Moreover, the adjustably flexible downhole tool 150 may comprise a locking feature 430 configured to axially hold the plurality of annular rings 402 in the second position. The locking feature 430 may comprise threading, an expandable locking ring, a collet, a spring energized lock, or any combination thereof. For example, the push ring 426 may be configured to interface with an exterior annular ring 432 of the plurality of annular rings 402 to drive the plurality of annular rings 402 to the second position. The exterior annular ring 432 may comprise a ring slot 434 configured to house an expandable locking ring 438. Further, the shaft 202 may comprise shaft slot 436 disposed in a location corresponding to the second position of the exterior annular ring 432. As the exterior annular ring 432 moves into the second position, the expandable locking ring 438 may expand into the shaft slot 436 and lock the exterior annular ring 432 in the second position. Locking the exterior annular ring 432 in the second position may axially hold the plurality of annular rings 402 in the second position.

Additionally, the adjustably flexible downhole tool 150 may comprise a torsional locking feature to increase torsional stiffness of the adjustably flexible downhole tool 150. The torsional locking feature may restrain rotational movement of the plurality of annular rings 402 with respect to the shaft 202. In some embodiments, the torsional locking feature may comprise a key and slot configuration (shown in FIG. 2C). For example, the shaft 202 may comprise a slot in the radially outer shaft surface 236 that extends along at least a portion of the length of the shaft 202. Further, each annular ring of the plurality of annular rings 402 may comprise a key (e.g., protrusion), corresponding to the slot. The plurality of annular rings 402 may be configured to move axially along the shaft 202 with the key disposed in the respective slots. However, the interface between the key and respective slots may restrain rotational movement of the annular rings 402 with respect to the shaft 202, which may increase the torsional stiffness of the adjustably flexible downhole tool 150. Further, the torsional locking feature may be configured to restrain rotational movement of the plurality of annular rings 402 with respect to each other. In some embodiments, each annular ring 402 may comprise keys, teeth, enhanced frictional surfaces/materials, or other suitable features configured to interface with adjacent annular rings to restrain rotational movement of the plurality of annular rings 402 with respect to each other.
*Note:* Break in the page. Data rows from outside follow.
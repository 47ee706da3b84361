//! Webhook request handler: the linear comment pipeline.
//!
//! ```text
//! ParseReceived → AttachmentHandled → EmailMarkerHandled → ReplyTruncated
//!   → TagsStripped → LinksStripped → Paraphrased → Classified
//!   → NotifiedOrSkipped → Acknowledged
//! ```
//!
//! Only parsing can fail. Every later state is reached unconditionally and
//! the caller always gets [`Acknowledgment::received`].

use serde::Serialize;
use tracing::{debug, info};

use crate::error::PayloadError;
use crate::normalize::{NormalizeContext, Stage, normalize};
use crate::notify::{AlertMessage, Notifier, should_notify};
use crate::paraphrase::Paraphraser;
use crate::sentiment::{SentimentClassifier, SentimentResult};
use crate::webhook::{WebhookEvent, parse_webhook};

/// Pipeline states, in order.
#[derive(Debug, Clone, Copy, PartialEq, Eq)]
pub enum HandlerState {
    ParseReceived,
    AttachmentHandled,
    EmailMarkerHandled,
    ReplyTruncated,
    TagsStripped,
    LinksStripped,
    Paraphrased,
    Classified,
    NotifiedOrSkipped,
    Acknowledged,
}

impl HandlerState {
    /// Short label for logging.
    pub fn label(&self) -> &'static str {
        match self {
            Self::ParseReceived => "parse_received",
            Self::AttachmentHandled => "attachment_handled",
            Self::EmailMarkerHandled => "email_marker_handled",
            Self::ReplyTruncated => "reply_truncated",
            Self::TagsStripped => "tags_stripped",
            Self::LinksStripped => "links_stripped",
            Self::Paraphrased => "paraphrased",
            Self::Classified => "classified",
            Self::NotifiedOrSkipped => "notified_or_skipped",
            Self::Acknowledged => "acknowledged",
        }
    }

    fn after_stage(stage: Stage) -> Self {
        match stage {
            Stage::Attachment => Self::AttachmentHandled,
            Stage::EmailHeader => Self::EmailMarkerHandled,
            Stage::ReplyTruncation => Self::ReplyTruncated,
            Stage::ColorTags => Self::TagsStripped,
            Stage::Safelinks => Self::LinksStripped,
        }
    }
}

/// Fixed response body returned to the webhook sender.
#[derive(Debug, Clone, Copy, PartialEq, Eq, Serialize)]
pub struct Acknowledgment {
    pub status: &'static str,
}

impl Acknowledgment {
    pub const fn received() -> Self {
        Self { status: "received" }
    }
}

/// Handler configuration.
#[derive(Debug, Clone, Default)]
pub struct HandlerConfig {
    /// Topic alerts are published to.
    pub topic_arn: String,
    /// Project keys whose comments are acknowledged without analysis.
    pub excluded_projects: Vec<String>,
}

impl HandlerConfig {
    pub fn is_excluded(&self, project_key: &str) -> bool {
        self.excluded_projects
            .iter()
            .any(|p| p.eq_ignore_ascii_case(project_key))
    }
}

/// What happened to one webhook delivery. Internal only; never sent back.
#[derive(Debug, Clone, PartialEq, Serialize)]
pub struct HandlerReport {
    pub issue_key: String,
    pub cleaned_text: String,
    pub sentiment: Option<SentimentResult>,
    pub notified: bool,
    /// Set when the project is excluded and analysis was skipped.
    pub skipped: bool,
}

/// Orchestrates normalize → paraphrase → classify → notify.
pub struct WebhookHandler {
    config: HandlerConfig,
    paraphraser: Option<Paraphraser>,
    classifier: SentimentClassifier,
    notifier: Notifier,
}

impl WebhookHandler {
    pub fn new(
        config: HandlerConfig,
        paraphraser: Option<Paraphraser>,
        classifier: SentimentClassifier,
        notifier: Notifier,
    ) -> Self {
        Self {
            config,
            paraphraser,
            classifier,
            notifier,
        }
    }

    /// Parse and process a raw webhook body.
    pub async fn handle(&self, body: &[u8]) -> Result<HandlerReport, PayloadError> {
        let event = parse_webhook(body)?;
        transition(&event, HandlerState::ParseReceived);
        Ok(self.process(&event).await)
    }

    /// Run the pipeline for an already parsed event.
    pub async fn process(&self, event: &WebhookEvent) -> HandlerReport {
        let issue = &event.issue;
        info!(
            project = %issue.project_key,
            issue_key = %issue.issue_key,
            comment_id = %event.comment.id,
            "Processing comment"
        );

        if self.config.is_excluded(&issue.project_key) {
            info!(project = %issue.project_key, "Project excluded from analysis");
            transition(event, HandlerState::Acknowledged);
            return HandlerReport {
                issue_key: issue.issue_key.clone(),
                cleaned_text: String::new(),
                sentiment: None,
                notified: false,
                skipped: true,
            };
        }

        let ctx = NormalizeContext::from_event(event);
        let normalized = normalize(&event.comment.raw_body, &ctx, |stage, _| {
            transition(event, HandlerState::after_stage(stage))
        });
        let mut text = normalized.trim().to_string();

        if let Some(paraphraser) = &self.paraphraser
            && !text.is_empty()
        {
            text = paraphraser.paraphrase(&text).await;
        }
        transition(event, HandlerState::Paraphrased);

        let sentiment = self.classifier.classify(&text).await;
        transition(event, HandlerState::Classified);
        match &sentiment {
            Some(result) => info!(
                issue_key = %issue.issue_key,
                label = %result.label,
                chunks = result.chunks,
                "Comment classified"
            ),
            None => info!(issue_key = %issue.issue_key, "No sentiment for comment"),
        }

        let notified = match sentiment.as_ref().map(|s| s.label) {
            Some(label) if should_notify(Some(label)) => {
                let alert = AlertMessage::new(issue, label, &text);
                self.notifier
                    .notify(&self.config.topic_arn, &alert.to_string())
                    .await
            }
            _ => false,
        };
        transition(event, HandlerState::NotifiedOrSkipped);
        transition(event, HandlerState::Acknowledged);

        HandlerReport {
            issue_key: issue.issue_key.clone(),
            cleaned_text: text,
            sentiment,
            notified,
            skipped: false,
        }
    }
}

fn transition(event: &WebhookEvent, state: HandlerState) {
    debug!(issue_key = %event.issue.issue_key, state = state.label(), "Handler state");
}
//! Amazon SNS publisher.

use std::sync::LazyLock;

use async_trait::async_trait;
use regex::Regex;

use super::client::{AwsClient, service_error};
use crate::error::ServiceError;
use crate::notify::Publisher;

const SERVICE: &str = "sns";
const API_VERSION: &str = "2010-03-31";

static ERROR_CODE: LazyLock<Regex> =
    LazyLock::new(|| Regex::new(r"<Code>([^<]*)</Code>").expect("valid regex"));
static ERROR_MESSAGE: LazyLock<Regex> =
    LazyLock::new(|| Regex::new(r"<Message>([^<]*)</Message>").expect("valid regex"));

static XML_ENTITY: LazyLock<Regex> = LazyLock::new(|| {
    Regex::new(r"&(lt|gt|quot|apos|amp|#[0-9]+|#x[0-9a-fA-F]+);").expect("valid regex")
});

/// Text of the first `re` capture, with XML entities decoded.
fn capture(re: &Regex, body: &str) -> Option<String> {
    re.captures(body)
        .and_then(|c| c.get(1))
        .map(|m| xml_unescape(m.as_str()))
}

/// Decode the predefined XML entities and numeric character references in one
/// pass, so `&amp;lt;` becomes `&lt;` rather than `<`. Unknown or invalid
/// references are left as written.
fn xml_unescape(text: &str) -> String {
    XML_ENTITY
        .replace_all(text, |caps: &regex::Captures<'_>| {
            let entity = &caps[1];
            let decoded = match entity {
                "lt" => Some('<'),
                "gt" => Some('>'),
                "quot" => Some('"'),
                "apos" => Some('\''),
                "amp" => Some('&'),
                _ => entity
                    .strip_prefix("#x")
                    .map(|hex| u32::from_str_radix(hex, 16))
                    .unwrap_or_else(|| entity[1..].parse())
                    .ok()
                    .and_then(char::from_u32),
            };
            decoded.map_or_else(|| caps[0].to_string(), String::from)
        })
        .into_owned()
}

/// [`Publisher`] that calls the SNS `Publish` query API.
pub struct SnsClient {
    aws: AwsClient,
    endpoint: String,
}

impl SnsClient {
    pub fn new(aws: AwsClient, endpoint: impl Into<String>) -> Self {
        Self {
            aws,
            endpoint: endpoint.into(),
        }
    }
}

/// Form-encoded `Publish` request body.
pub fn publish_body(topic: &str, message: &str) -> Result<String, ServiceError> {
    serde_urlencoded::to_string([
        ("Action", "Publish"),
        ("Version", API_VERSION),
        ("TopicArn", topic),
        ("Message", message),
    ])
    .map_err(|e| ServiceError::RequestFailed {
        service: SERVICE.to_string(),
        reason: format!("Failed to encode request: {e}"),
    })
}

#[async_trait]
impl Publisher for SnsClient {
    async fn publish(&self, topic: &str, message: &str) -> Result<(), ServiceError> {
        let body = publish_body(topic, message)?;
        let response = self
            .aws
            .post(
                SERVICE,
                &self.endpoint,
                &[(
                    "content-type",
                    "application/x-www-form-urlencoded; charset=utf-8",
                )],
                body.into_bytes(),
            )
            .await?;

        if response.is_success() {
            return Ok(());
        }
        let code = capture(&ERROR_CODE, &response.body);
        let message =
            capture(&ERROR_MESSAGE, &response.body).unwrap_or_else(|| response.body.clone());
        Err(service_error(SERVICE, response.status, code.as_deref(), message))
    }
}

#[cfg(test)]
mod tests {
    use std::sync::Arc;
    use std::time::Duration;

    use mockito::Matcher;

    use super::*;
    use crate::aws::AwsCredentials;

    const TOPIC: &str = "arn:aws:sns:ap-south-1:123456789012:negative-comments";

    fn client(url: &str) -> SnsClient {
        let creds = Arc::new(AwsCredentials::new("AKIDTEST", "secret", None));
        let aws = AwsClient::new(creds, "ap-south-1", Duration::from_secs(5)).unwrap();
        SnsClient::new(aws, url)
    }

    #[test]
    fn body_is_form_encoded() {
        let body = publish_body(TOPIC, "Sentiment: NEGATIVE\nIssue: KAN-1").unwrap();
        assert_eq!(
            body,
            "Action=Publish&Version=2010-03-31\
             &TopicArn=arn%3Aaws%3Asns%3Aap-south-1%3A123456789012%3Anegative-comments\
             &Message=Sentiment%3A+NEGATIVE%0AIssue%3A+KAN-1"
        );
    }

    #[tokio::test]
    async fn publish_posts_signed_form() {
        let mut server = mockito::Server::new_async().await;
        let mock = server
            .mock("POST", "/")
            .match_header("content-type", "application/x-www-form-urlencoded; charset=utf-8")
            .match_header("authorization", Matcher::Regex("/ap-south-1/sns/aws4_request".into()))
            .match_body(Matcher::AllOf(vec![
                Matcher::UrlEncoded("Action".into(), "Publish".into()),
                Matcher::UrlEncoded("TopicArn".into(), TOPIC.into()),
                Matcher::UrlEncoded("Message".into(), "hello world".into()),
            ]))
            .with_status(200)
            .with_body("<PublishResponse><PublishResult><MessageId>abc</MessageId></PublishResult></PublishResponse>")
            .create_async()
            .await;

        client(&server.url()).publish(TOPIC, "hello world").await.unwrap();
        mock.assert_async().await;
    }

    #[tokio::test]
    async fn xml_error_is_mapped() {
        let mut server = mockito::Server::new_async().await;
        let _mock = server
            .mock("POST", "/")
            .with_status(403)
            .with_body(
                "<ErrorResponse><Error><Type>Sender</Type><Code>AuthorizationError</Code>\
                 <Message>User is not authorized to publish</Message></Error></ErrorResponse>",
            )
            .create_async()
            .await;

        let err = client(&server.url()).publish(TOPIC, "x").await.unwrap_err();
        match err {
            ServiceError::AuthFailed { status, message, .. } => {
                assert_eq!(status, 403);
                assert_eq!(message, "User is not authorized to publish");
            }
            other => panic!("unexpected error: {other:?}"),
        }
    }

    #[tokio::test]
    async fn xml_error_message_is_unescaped() {
        let mut server = mockito::Server::new_async().await;
        let _mock = server
            .mock("POST", "/")
            .with_status(400)
            .with_body(
                "<ErrorResponse><Error><Code>InvalidParameter</Code>\
                 <Message>Invalid parameter: User&apos;s topic &amp; policy &lt;v2&gt; \
                 &quot;alerts&quot; &#233;t&#xE9;</Message></Error></ErrorResponse>",
            )
            .create_async()
            .await;

        let err = client(&server.url()).publish(TOPIC, "x").await.unwrap_err();
        match err {
            ServiceError::Http { status, message, .. } => {
                assert_eq!(status, 400);
                assert_eq!(
                    message,
                    "InvalidParameter: Invalid parameter: User's topic & policy <v2> \"alerts\" été"
                );
            }
            other => panic!("unexpected error: {other:?}"),
        }
    }

    #[test]
    fn xml_unescape_decodes_once() {
        assert_eq!(xml_unescape("a &amp;lt; b"), "a &lt; b");
        assert_eq!(xml_unescape("fish &amp; chips"), "fish & chips");
        assert_eq!(xml_unescape("&bogus; &#xZZ; &"), "&bogus; &#xZZ; &");
        assert_eq!(xml_unescape("plain"), "plain");
    }

    #[tokio::test]
    async fn missing_topic_is_http_error() {
        let mut server = mockito::Server::new_async().await;
        let _mock = server
            .mock("POST", "/")
            .with_status(404)
            .with_body("<ErrorResponse><Error><Code>NotFound</Code><Message>Topic does not exist</Message></Error></ErrorResponse>")
            .create_async()
            .await;

        let err = client(&server.url()).publish(TOPIC, "x").await.unwrap_err();
        assert!(matches!(err, ServiceError::Http { status: 404, .. }));
    }
}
FIGS. 5A & 5B illustrate cross-sectional views of an adjustably flexible downhole tool having an actuating sleeve disposed in a first position and a second position, respectively, in accordance with some embodiments of the present disclosure. Referring to FIG. 5A, the adjustably flexible downhole tool 150 comprises the shaft 202 extending between the first connector end 204 and the second connector end 206. Further, the adjustably flexible downhole tool 150 comprises the outer sleeve 210 disposed around at least a portion of the length of shaft 202. The outer sleeve 210 may be annular such that the outer sleeve radially encloses the shaft 202. Further, the annulus 220 may be formed between the shaft 202 and the outer sleeve 210. That is, the outer sleeve 210 may be radially offset from the shaft 202 such that the shaft 202 may bend (e.g., radially deflect) without contacting the radially inner sleeve surface 212 of the outer sleeve 210. Moreover, as illustrated, the anchored end 224 of the outer sleeve 210 may be connected to the first connector end 204, and the outer sleeve 210 may extend axially from the first connector end 204 in a direction toward the second connector end 206. The free end 226 of the outer sleeve 210, opposite the anchored end 224, may be positioned proximate the second connector end 206. However, as illustrated, the free end 226 is not attached to the second connector end. As such, that the outer sleeve 210 may be cantilevered from the first connector end 204 with the actuating sleeve 500 disposed in the first position. As set forth above, the outer sleeve 210 may be secured to the first connector end 204 via a threaded connection, welding, fasteners (e.g., screws, pins, etc.), and/or press-fitting a radially inner sleeve surface 212 of the outer sleeve 210 against the radially outer connector surface 230 of the first connector end 204.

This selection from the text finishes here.